The verdict: A cute, light and easy YA novel that made a perfect holiday read. Very absorbing and entertaining: I was surprised by how much I liked it and how quickly I was drawn into the plot. Despite the brand name-dropping that seems to be a compulsory part of every book for
teenagers these days, I really liked the author's style and didn't get that 'this is too childish for comfort' feeling I often experience with YA fiction. I actually think the book could have been longer and contained more drama without doing any harm to the strength of the narrative. The ending was also handled skilfully - it could easily have felt like the book was sending the wrong message, but it worked better than I expected.
A great piece of entertainment, this was a 'guilty pleasure' that surprised me by being genuinely warm and engaging.
The Pleasures of Men (2012) by Kate Williams
The story: In 19th-century London, Catherine Sorgeiul is living an isolated life in Spitalfields, where she is confined to her uncle's home. An insular and slightly disturbed young woman, she has a troubled history which always seems to be threatening to rise to the surface. When a serial killer, nicknamed 'the Man of Crows' by the press, starts to strike around Catherine's home, she becomes convinced she can get inside the heads of both murderer and victims, and that she is the only person who can solve the riddle of who the killer really is. The narrative progresses through Catherine's attempts to identify the Man of Crows, and as it does, the secrets of her own past are uncovered.

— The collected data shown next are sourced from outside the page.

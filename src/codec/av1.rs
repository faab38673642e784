//! AV1 encoder using rav1e

use super::{Capabilities, CodecParameters, Encoder, Received};
use crate::dictionary::Dictionary;
use crate::format::{MediaType, PixelFormat};
use crate::frame::{Frame, Packet};
use crate::options::{Preset, Profile};
use crate::{Error, Result};
use rav1e::prelude::*;
use std::collections::BTreeMap;

pub static AV1: super::Codec = super::Codec {
    name: "av1",
    long_name: "AV1 (rav1e)",
    id: super::CodecId::Av1,
    media_type: MediaType::Video,
    sample_formats: None,
    pixel_formats: Some(&[PixelFormat::Yuv420p, PixelFormat::Yuv444p]),
    supported_sample_rates: None,
    channel_layouts: None,
    capabilities: Capabilities {
        variable_frame_size: false,
        delay: true,
    },
    factory: Av1Encoder::create,
};

/// rav1e speed level for a preset
fn speed_for(preset: Preset) -> u8 {
    match preset {
        Preset::Superfast => 10,
        Preset::Veryfast => 9,
        Preset::Faster => 8,
        Preset::Fast => 7,
        Preset::Medium => 6,
        Preset::Slow => 4,
        Preset::Slower => 2,
        Preset::Veryslow => 1,
        Preset::Placebo => 0,
    }
}

/// AV1 encoder using rav1e
pub struct Av1Encoder {
    context: Context<u8>,
    pixel_format: PixelFormat,
    width: u32,
    height: u32,
    /// Presentation stamps of frames still inside rav1e, by input frame number
    pending: BTreeMap<u64, i64>,
    frame_count: u64,
    draining: bool,
}

impl Av1Encoder {
    /// Open an encoder, consuming the `preset`, `crf` and `speed` options
    pub fn create(parameters: &CodecParameters, options: &mut Dictionary) -> Result<Box<dyn Encoder>> {
        Ok(Box::new(Self::new(parameters, options)?))
    }

    pub fn new(parameters: &CodecParameters, options: &mut Dictionary) -> Result<Self> {
        let video = parameters
            .video()
            .ok_or_else(|| Error::Codec("AV1 encoder requires video parameters".to_string()))?;

        let chroma_sampling = match video.pixel_format {
            PixelFormat::Yuv420p => ChromaSampling::Cs420,
            PixelFormat::Yuv444p => ChromaSampling::Cs444,
            other => {
                return Err(Error::Configuration(format!(
                    "Pixel format {} not supported by av1",
                    other
                )))
            }
        };

        match (video.profile, chroma_sampling) {
            (None, _) | (Some(Profile::Main), ChromaSampling::Cs420) | (Some(Profile::High), _) => {}
            (Some(profile), _) => {
                return Err(Error::Configuration(format!(
                    "Profile {} cannot encode {}",
                    profile, video.pixel_format
                )))
            }
        }

        let preset = options.take::<Preset>("preset")?.unwrap_or(Preset::Medium);
        let speed = match options.take::<u8>("speed")? {
            Some(speed) => speed.min(10),
            None => speed_for(preset),
        };

        // crf 0..=63 maps onto the 0..=255 quantizer range, 0 is lossless
        let quantizer = match options.take::<u32>("crf")? {
            Some(crf) => (crf as usize * 4).min(255),
            None => 100,
        };
        let min_quantizer = quantizer.saturating_sub(10) as u8;

        let bitrate = i32::try_from(parameters.bit_rate).unwrap_or(i32::MAX);

        let enc_config = rav1e::config::EncoderConfig {
            width: video.width as usize,
            height: video.height as usize,
            speed_settings: SpeedSettings::from_preset(speed),
            time_base: Rational::new(
                parameters.time_base.num().unsigned_abs() as u64,
                parameters.time_base.den().unsigned_abs() as u64,
            ),
            sample_aspect_ratio: Rational::new(1, 1),
            bit_depth: 8,
            chroma_sampling,
            chroma_sample_position: ChromaSamplePosition::Unknown,
            pixel_range: PixelRange::Limited,
            enable_timing_info: false,
            still_picture: false,
            error_resilient: false,
            min_key_frame_interval: 0,
            max_key_frame_interval: video.gop_size.max(1) as u64,
            low_latency: false,
            quantizer,
            min_quantizer,
            bitrate,
            tune: Tune::Psychovisual,
            ..Default::default()
        };

        let rav1e_config = Config::new()
            .with_encoder_config(enc_config)
            .with_threads(0);

        let context = rav1e_config
            .new_context()
            .map_err(|e| Error::Codec(format!("Failed to create AV1 context: {}", e)))?;

        tracing::debug!(
            width = video.width,
            height = video.height,
            speed,
            quantizer,
            gop = video.gop_size,
            "AV1 encoder opened"
        );

        Ok(Self {
            context,
            pixel_format: video.pixel_format,
            width: video.width,
            height: video.height,
            pending: BTreeMap::new(),
            frame_count: 0,
            draining: false,
        })
    }

    fn to_rav1e_frame(&self, frame: &Frame) -> Result<rav1e::Frame<u8>> {
        if frame.pixel_format() != Some(self.pixel_format)
            || frame.width() != self.width
            || frame.height() != self.height
        {
            return Err(Error::Codec(format!(
                "Frame does not match encoder format {} {}x{}",
                self.pixel_format, self.width, self.height
            )));
        }

        let mut yuv_frame = self.context.new_frame();
        for (index, plane) in yuv_frame.planes.iter_mut().enumerate() {
            plane.copy_from_raw_u8(frame.plane(index), frame.linesize(index), 1);
        }

        Ok(yuv_frame)
    }
}

impl Encoder for Av1Encoder {
    fn send_frame(&mut self, frame: Option<&Frame>) -> Result<()> {
        let Some(frame) = frame else {
            if !self.draining {
                self.context.flush();
                self.draining = true;
            }
            return Ok(());
        };

        if self.draining {
            return Err(Error::Codec(
                "Cannot send a frame to a draining encoder".to_string(),
            ));
        }

        let yuv_frame = self.to_rav1e_frame(frame)?;

        self.context
            .send_frame(yuv_frame)
            .map_err(|e| Error::Codec(format!("Failed to send frame: {}", e)))?;

        self.pending
            .insert(self.frame_count, frame.pts().unwrap_or(self.frame_count as i64));
        self.frame_count += 1;
        Ok(())
    }

    fn receive_packet(&mut self, packet: &mut Packet) -> Result<Received> {
        loop {
            match self.context.receive_packet() {
                Ok(pkt) => {
                    let pts = self
                        .pending
                        .remove(&pkt.input_frameno)
                        .unwrap_or(pkt.input_frameno as i64);

                    *packet = Packet {
                        data: pkt.data,
                        pts,
                        dts: pts,
                        duration: 1,
                        stream_index: 0,
                        is_keyframe: pkt.frame_type == FrameType::KEY,
                    };
                    return Ok(Received::Packet);
                }
                Err(EncoderStatus::Encoded) => continue,
                Err(EncoderStatus::NeedMoreData) => return Ok(Received::TryAgain),
                Err(EncoderStatus::LimitReached) => return Ok(Received::EndOfStream),
                Err(e) => {
                    return Err(Error::Codec(format!("AV1 encoding error: {}", e)));
                }
            }
        }
    }

    fn extradata(&self) -> Vec<u8> {
        self.context.container_sequence_header()
    }
}

#[cfg(test)]
mod tests {
    use super::*;
    use crate::codec::{CodecId, CodecParamsType, VideoCodecParams};
    use crate::format::VideoFormat;

    fn parameters(pixel_format: PixelFormat, profile: Option<Profile>) -> CodecParameters {
        CodecParameters {
            codec_id: CodecId::Av1,
            bit_rate: 0,
            time_base: crate::time_stamp::Rational::per(30).unwrap(),
            global_header: true,
            extradata: Vec::new(),
            params: CodecParamsType::Video(VideoCodecParams {
                width: 64,
                height: 64,
                pixel_format,
                frames_per_second: 30,
                gop_size: 8,
                profile,
            }),
        }
    }

    #[test]
    fn test_consumes_known_options() {
        let mut options = Dictionary::new();
        options.set("preset", "superfast");
        options.set("crf", "40");
        options.set("tune", "film");

        Av1Encoder::new(&parameters(PixelFormat::Yuv420p, Some(Profile::Main)), &mut options)
            .unwrap();

        assert_eq!(options.keys().collect::<Vec<_>>(), vec!["tune"]);
    }

    #[test]
    fn test_main_profile_rejects_444() {
        let result = Av1Encoder::new(
            &parameters(PixelFormat::Yuv444p, Some(Profile::Main)),
            &mut Dictionary::new(),
        );
        assert!(matches!(result, Err(Error::Configuration(_))));
    }

    #[test]
    fn test_encode_and_drain() {
        let mut options = Dictionary::new();
        options.set("preset", "superfast");
        let mut encoder =
            Av1Encoder::new(&parameters(PixelFormat::Yuv420p, None), &mut options).unwrap();
        assert!(!encoder.extradata().is_empty());

        let mut frame = Frame::video(VideoFormat {
            pixel_format: PixelFormat::Yuv420p,
            width: 64,
            height: 64,
        })
        .unwrap();

        let mut packets = Vec::new();
        let mut packet = Packet::default();

        for pts in 0..4 {
            frame.set_pts(Some(pts));
            encoder.send_frame(Some(&frame)).unwrap();
            while encoder.receive_packet(&mut packet).unwrap() == Received::Packet {
                packets.push(packet.take());
            }
        }

        encoder.send_frame(None).unwrap();
        loop {
            match encoder.receive_packet(&mut packet).unwrap() {
                Received::Packet => packets.push(packet.take()),
                Received::TryAgain => continue,
                Received::EndOfStream => break,
            }
        }

        assert!(!packets.is_empty());
        assert!(packets[0].is_keyframe);
        assert!(packets.iter().all(|packet| (0..4).contains(&packet.pts)));
        assert_eq!(packets.last().map(|packet| packet.pts), Some(3));
    }
}
//! Sample, pixel and channel descriptors

mod channel_layout;
mod pixel_format;
mod sample_format;

pub use channel_layout::ChannelLayout;
pub use pixel_format::{PixelFormat, PixelSize};
pub use sample_format::{Sample, SampleFormat};

pub(crate) use pixel_format::RgbOffsets;

/// Representation of audio samples on one side of a conversion
#[derive(Debug, Clone, Copy, PartialEq, Eq)]
pub struct AudioFormat {
    pub sample_format: SampleFormat,
    pub sample_rate: u32,
    pub channel_layout: ChannelLayout,
}

/// Representation of an image on one side of a conversion
#[derive(Debug, Clone, Copy, PartialEq, Eq)]
pub struct VideoFormat {
    pub pixel_format: PixelFormat,
    pub width: u32,
    pub height: u32,
}

/// Kind of data carried by a stream or handled by a codec
#[derive(Debug, Clone, Copy, PartialEq, Eq, Hash)]
pub enum MediaType {
    Audio,
    Video,
}

impl std::fmt::Display for MediaType {
    fn fmt(&self, f: &mut std::fmt::Formatter<'_>) -> std::fmt::Result {
        match self {
            MediaType::Audio => f.write_str("audio"),
            MediaType::Video => f.write_str("video"),
        }
    }
}
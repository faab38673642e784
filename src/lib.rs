//! avclip - Synthetic audio/video clip generation FFI library
//!
//! This library encodes generated signals into MP4, MOV and Matroska files:
//! - `make_audio_and_video`: a moving colour gradient with a rising audio sweep
//! - `make_video`: the gradient alone
//!
//! The pieces are usable on their own: open a [`ContainerWriter`], add an
//! [`AudioOutput`] and a [`VideoOutput`], initialize the container and drive
//! the channels with [`pacing::generate_audio_and_video`].

pub mod codec;
pub mod container;
pub mod convert;
pub mod dictionary;
pub mod error;
pub mod ffi;
pub mod format;
pub mod frame;
pub mod generator;
pub mod options;
pub mod output;
pub mod pacing;
pub mod time_stamp;

pub use container::{ContainerWriter, OutputFormat};
pub use dictionary::Dictionary;
pub use error::{Error, Result};
pub use frame::{Frame, Packet};
pub use options::{AudioOptions, VideoOptions};
pub use output::{AudioOutput, OutputChannel, VideoOutput};
pub use pacing::PacingReport;
pub use time_stamp::{Rational, TimeStamp};

use format::{ChannelLayout, PixelFormat, SampleFormat};
use generator::{AudioSweep, CircleGradientColors};

/// Pitch range of the generated audio sweep
#[derive(Debug, Clone, Copy, PartialEq)]
pub struct SweepOptions {
    pub start_hz: f64,
    pub increase_hz_per_second: f64,
    pub stop_hz: f64,
}

impl Default for SweepOptions {
    fn default() -> Self {
        Self {
            start_hz: 20.0,
            increase_hz_per_second: 40.0,
            stop_hz: 400.0,
        }
    }
}

/// Options for a generated clip
#[derive(Debug, Clone)]
pub struct ClipOptions {
    /// Output file path
    pub output_path: String,
    /// Container format
    pub container: OutputFormat,
    /// Requested length; the last frame of each stream may run past it
    pub duration_seconds: u32,
    pub video: VideoOptions,
    /// Ignored by [`make_video`]
    pub audio: AudioOptions,
    /// Ignored by [`make_video`]
    pub sweep: SweepOptions,
    /// Passed to the encoders; unused keys are logged
    pub codec_options: Dictionary,
}

impl ClipOptions {
    /// 15 seconds of 1080p at 30 fps with 44.1 kHz stereo audio
    pub fn new(output_path: impl Into<String>, container: OutputFormat) -> Self {
        Self {
            output_path: output_path.into(),
            container,
            duration_seconds: 15,
            video: VideoOptions::make_default(),
            audio: AudioOptions {
                bit_rate: 128000,
                ..AudioOptions::new(SampleFormat::S16p, 44100, ChannelLayout::STEREO)
            },
            sweep: SweepOptions::default(),
            codec_options: Dictionary::new(),
        }
    }

    /// Validate the options
    pub fn validate(&self) -> Result<()> {
        if self.duration_seconds == 0 {
            return Err(Error::InvalidInput("Duration must be positive".to_string()));
        }

        // The gradient generator draws RGB images
        if self.video.in_pixel_format != PixelFormat::Rgb24 {
            return Err(Error::Configuration(format!(
                "Generated video is rgb24, not {}",
                self.video.in_pixel_format
            )));
        }

        self.video.validate()
    }

    fn duration(&self) -> TimeStamp {
        TimeStamp::seconds(self.duration_seconds as i64)
    }
}

/// Write a gradient video with an audio sweep
pub fn make_audio_and_video(options: &ClipOptions) -> Result<PacingReport> {
    options.validate()?;

    let mut container = ContainerWriter::create(options.container, &options.output_path)?;
    let mut codec_options = options.codec_options.clone();

    let mut video = VideoOutput::new(&mut container, &mut codec_options, options.video)?;
    let mut audio = AudioOutput::new(&mut container, &mut codec_options, options.audio)?;
    container.initialize(&codec_options)?;

    let mut gradient = CircleGradientColors::new(
        options.video.height,
        options.video.width,
        options.video.frames_per_second,
    );
    let mut sweep = AudioSweep::new(
        options.audio.sample_rate,
        options.audio.channel_layout,
        options.sweep.start_hz,
        options.sweep.increase_hz_per_second,
        options.sweep.stop_hz,
    );

    let report = pacing::generate_audio_and_video(
        &mut container,
        &mut video,
        &mut gradient,
        &mut audio,
        &mut sweep,
        options.duration(),
    )?;

    container.finalize()?;
    Ok(report)
}

/// Write a gradient video without audio, returning the number of frames
pub fn make_video(options: &ClipOptions) -> Result<u64> {
    options.validate()?;

    let mut container = ContainerWriter::create(options.container, &options.output_path)?;
    let mut codec_options = options.codec_options.clone();

    let mut video = VideoOutput::new(&mut container, &mut codec_options, options.video)?;
    container.initialize(&codec_options)?;

    let mut gradient = CircleGradientColors::new(
        options.video.height,
        options.video.width,
        options.video.frames_per_second,
    );

    let frames =
        pacing::generate_video(&mut container, &mut video, &mut gradient, options.duration())?;

    container.finalize()?;
    Ok(frames)
}

/// Check if an encoder is compiled into this build
pub fn available(codec_name: &str) -> Result<()> {
    codec::find_encoder_by_name(codec_name).map(|_| ())
}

The verdict: This was an odd one. It's hugely derivative, for a start: it's been compared to Sarah Waters by a lot of reviewers and critics, but then how could it not be when it features: lots of dank, dreary settings in Victorian London; a young woman with a troubled past being
confined to her home by a cold, sinister uncle; lesbian liaisons between mistresses and servants; potential implications of supernatural goings-on which may actually be in the protagonist's head; a disturbing murder mystery, etc etc. I was quite surprised by how blatantly the story seemed to be inviting
comparisons to Waters' work, and when I began reading, I didn't think there could possibly be anything truly original about it. Indeed, I found the first few chapters somewhat dull. Then, slowly but surely, I found myself being reeled in. Although some elements (including the ending) were rather
pedestrian, the book had some sort of mysterious allure which kept me hooked. The narrative voice is fragmented and sometimes disjointed but somehow it works, perhaps because it's so effective in communicating the disturbed state of mind experienced by Catherine. If you're willing to stick with it,
this is a delightfully dark piece of historical fiction filled with complex characters and an unsettling, twisted plot which slowly reveals a number of dreadful secrets. Weird, but unexpectedly good.
PS: I did also read another of the books from my 2012 wishlist while in Barcelona... but as it isn't published for several months yet, that review is going to have to wait!